Explain why rusting of iron objects is faster in coastal areas than in deserts.

Answer 10:-

For rusting the presence of oxygen and moisture is essential. Coastal areas have humid climate which means that the air in these regions has high moisture content whereas deserts have little water therefore air in these regions is dry. Hence rusting occurs faster in coastal area than in deserts.

Question 11:-

The gas we use in the kitchen is called liquified petroleum gas (LPG). In the cylinder it exist as a liquid. When it comes out from the cylinder it becomes a gas (Change – A) then it burns (Change – B). The following statements pertain to these changes. Choose the correct one.

(i) Process – A is a chemical change.
(ii) Process – B is a chemical change.
(iii) Both processes A and B are chemical changes.
(iv) None of these processes is a chemical change.

Answer 11:-

(ii) Process-B is a chemical change

Question 12:-

Anaerobic bacteria digest animal waste and produce biogas (Change – A).
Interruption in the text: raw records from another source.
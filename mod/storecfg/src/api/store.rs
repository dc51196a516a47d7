use axum::{
    Json, Router,
    extract::{Path, Query, State},
    routing::{get, post},
};
use serde::Deserialize;

use abcpos_core::{ListParams, ListResult, ServiceError};

use crate::model::{ProvisioningPlan, ProvisioningRequest, Store};
use crate::service::plan::build_store_provisioning_plan;
use crate::service::provision::{CreateStoreInput, CreateStoreOutput};
use crate::service::settings::EffectiveSettings;

use super::{AppState, ok_json};

pub fn routes() -> Router<AppState> {
    Router::new()
        .route("/stores", post(create_store).get(list_stores))
        .route("/stores/provisioning-preview", post(provisioning_preview))
        .route("/stores/{location_id}", get(get_store))
        .route("/stores/{location_id}/effective-settings", get(effective_settings))
}

#[derive(Deserialize)]
#[serde(rename_all = "camelCase", default)]
struct PreviewRequest {
    location_id: String,
    country_code: String,
    provisioning: Option<ProvisioningRequest>,
}

impl Default for PreviewRequest {
    fn default() -> Self {
        Self {
            location_id: "preview-location".to_string(),
            country_code: String::new(),
            provisioning: None,
        }
    }
}

async fn create_store(
    State(svc): State<AppState>,
    Json(input): Json<CreateStoreInput>,
) -> Result<Json<CreateStoreOutput>, ServiceError> {
    ok_json(svc.create_store(&input))
}

/// Dry run: plan only, nothing is persisted.
async fn provisioning_preview(
    Json(req): Json<PreviewRequest>,
) -> Result<Json<ProvisioningPlan>, ServiceError> {
    let location_id = match req.location_id.trim() {
        "" => "preview-location",
        id => id,
    };
    ok_json(build_store_provisioning_plan(
        location_id,
        &req.country_code,
        req.provisioning.as_ref(),
    ))
}

async fn list_stores(
    State(svc): State<AppState>,
    Query(params): Query<ListParams>,
) -> Result<Json<ListResult<Store>>, ServiceError> {
    ok_json(svc.list_stores(&params))
}

async fn get_store(
    State(svc): State<AppState>,
    Path(location_id): Path<String>,
) -> Result<Json<Store>, ServiceError> {
    ok_json(svc.get_store(&location_id))
}

async fn effective_settings(
    State(svc): State<AppState>,
    Path(location_id): Path<String>,
) -> Result<Json<EffectiveSettings>, ServiceError> {
    ok_json(svc.effective_settings(&location_id))
}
The biogas is then burnt as fuel (Change – B). The following statements pertain to these changes. Choose the correct one.

(i) Process – A is a chemical change.
(ii) Process – B is a chemical change.
(iii) Both processes A and B are chemical changes.
(iv) None of these processes is a chemical change.

Answer 12:-

(iii) Both processes A and B are chemical changes.
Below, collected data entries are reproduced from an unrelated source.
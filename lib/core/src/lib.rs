pub mod config;
pub mod error;
pub mod module;
pub mod types;

pub use config::ServiceConfig;
pub use error::{RowError, ServiceError};
pub use module::Module;
pub use types::{ListParams, ListResult, merge_patch, new_id, now_rfc3339};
Topics Covered in Chapter 6 Physical and Chemical Changes Class 7 Science:-

  • Physical Changes
  • Chemical Changes
  • Rusting of Iron
  • Crystallisation




Important Terms Relevant to understand NCERT Solutions for Class 7 Science Chapter 6- Physical and Chemical Changes : –

Chemical change: The change which is characterised by the formation of new substances is called chemical change. For example, burning of coal

Chemical reaction: A process that changes the chemical composition of substances and produces a new substance is called chemical reaction

Crystallisation: The process of formation of crystals of substances from their solutions is called crystallisation.

Galvanisation: The process of depositing a layer of zinc on iron to prevent it from rusting is called galvanisation.

Physical change: The change that is characterised by change in the physical state of a substance is called physical change. For example – melting of ice.

Rusting: The chemical change that occurs on iron surfaces exposed to moisture and oxygen which results in corrosion of iron is called rusting.